Stored items
//! Parsing of the decimal length field that opens every frame.

use std::io;

use crate::buf_reader::BufReader;
use crate::error::{Error, Result};

/// Separates the length field from the payload.
pub const LEN_DELIMITER: u8 = b':';

/// Terminates every payload.
pub const FRAME_DELIMITER: u8 = b',';

/// Returns the number of decimal digits needed to write `max_frame_size`.
///
/// This bounds how many digits the length field of an acceptable frame can
/// hold.
///
/// ```
/// assert_eq!(netstring_io::max_len_digits(4096), 4);
/// assert_eq!(netstring_io::max_len_digits(99999), 5);
/// ```
pub fn max_len_digits(max_frame_size: usize) -> usize {
    let mut n = max_frame_size;
    let mut digits = 1;
    while n >= 10 {
        n /= 10;
        digits += 1;
    }
    digits
}

/// Incremental length-field parser, fed one byte at a time.
#[derive(Debug, Clone)]
pub(crate) struct LengthParser {
    max_digits: usize,
    digits: usize,
    value: Option<usize>,
}

impl LengthParser {
    pub fn new(max_digits: usize) -> LengthParser {
        LengthParser {
            max_digits: max_digits,
            digits: 0,
            value: Some(0),
        }
    }

    /// Returns `true` if no byte has been fed since the last reset.
    pub fn is_empty(&self) -> bool {
        self.digits == 0
    }

    /// Feeds one byte. Returns the parsed length once `:` is seen, after
    /// which the parser is ready for the next field.
    pub fn push(&mut self, b: u8) -> Result<Option<usize>> {
        match b {
            b'0'..=b'9' => {
                if self.digits == self.max_digits {
                    self.reset();
                    return Err(Error::LengthTooLong { max_digits: self.max_digits });
                }
                self.digits += 1;
                let digit = (b - b'0') as usize;
                self.value = self.value
                    .and_then(|v| v.checked_mul(10))
                    .and_then(|v| v.checked_add(digit));
                Ok(None)
            }
            LEN_DELIMITER => {
                let res = if self.digits == 0 {
                    Err(Error::EmptyLength)
                } else {
                    self.value.ok_or(Error::LengthOverflow)
                };
                self.reset();
                res.map(Some)
            }
            _ => {
                self.reset();
                Err(Error::UnexpectedChar(b))
            }
        }
    }

    pub fn reset(&mut self) {
        self.digits = 0;
        self.value = Some(0);
    }
}

/// Scans `br` byte by byte until a complete length field has been read.
///
/// Blocks until the field is complete or the stream fails. End of stream
/// before the first byte yields `Error::Closed`; end of stream inside the
/// field is an `UnexpectedEof` I/O error. Any other I/O error inside the
/// field loses the digits read so far and yields `Error::Desync`.
pub(crate) fn read_len<R: io::Read>(br: &mut BufReader<R>, max_digits: usize) -> Result<usize> {
    let mut parser = LengthParser::new(max_digits);
    let mut seen = false;
    loop {
        let b = match br.read_byte() {
            Ok(Some(b)) => b,
            Ok(None) if !seen => return Err(Error::Closed),
            Ok(None) => {
                return Err(io::Error::new(io::ErrorKind::UnexpectedEof,
                                          "stream ended inside length field").into())
            }
            Err(e) if !seen => return Err(e.into()),
            Err(e) => {
                return Err(Error::desync(format!("read failed inside length field: {}", e)))
            }
        };
        seen = true;
        if let Some(len) = parser.push(b)? {
            trace!("length field parsed; len={}", len);
            return Ok(len);
        }
    }
}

• [What you have to do]
Check each line of the records above for "Closed", and copy those that have it.

• [Output for this exercise]
/// before the first byte yields `Error::Closed`; end of stream inside the
            Ok(None) if !seen => return Err(Error::Closed),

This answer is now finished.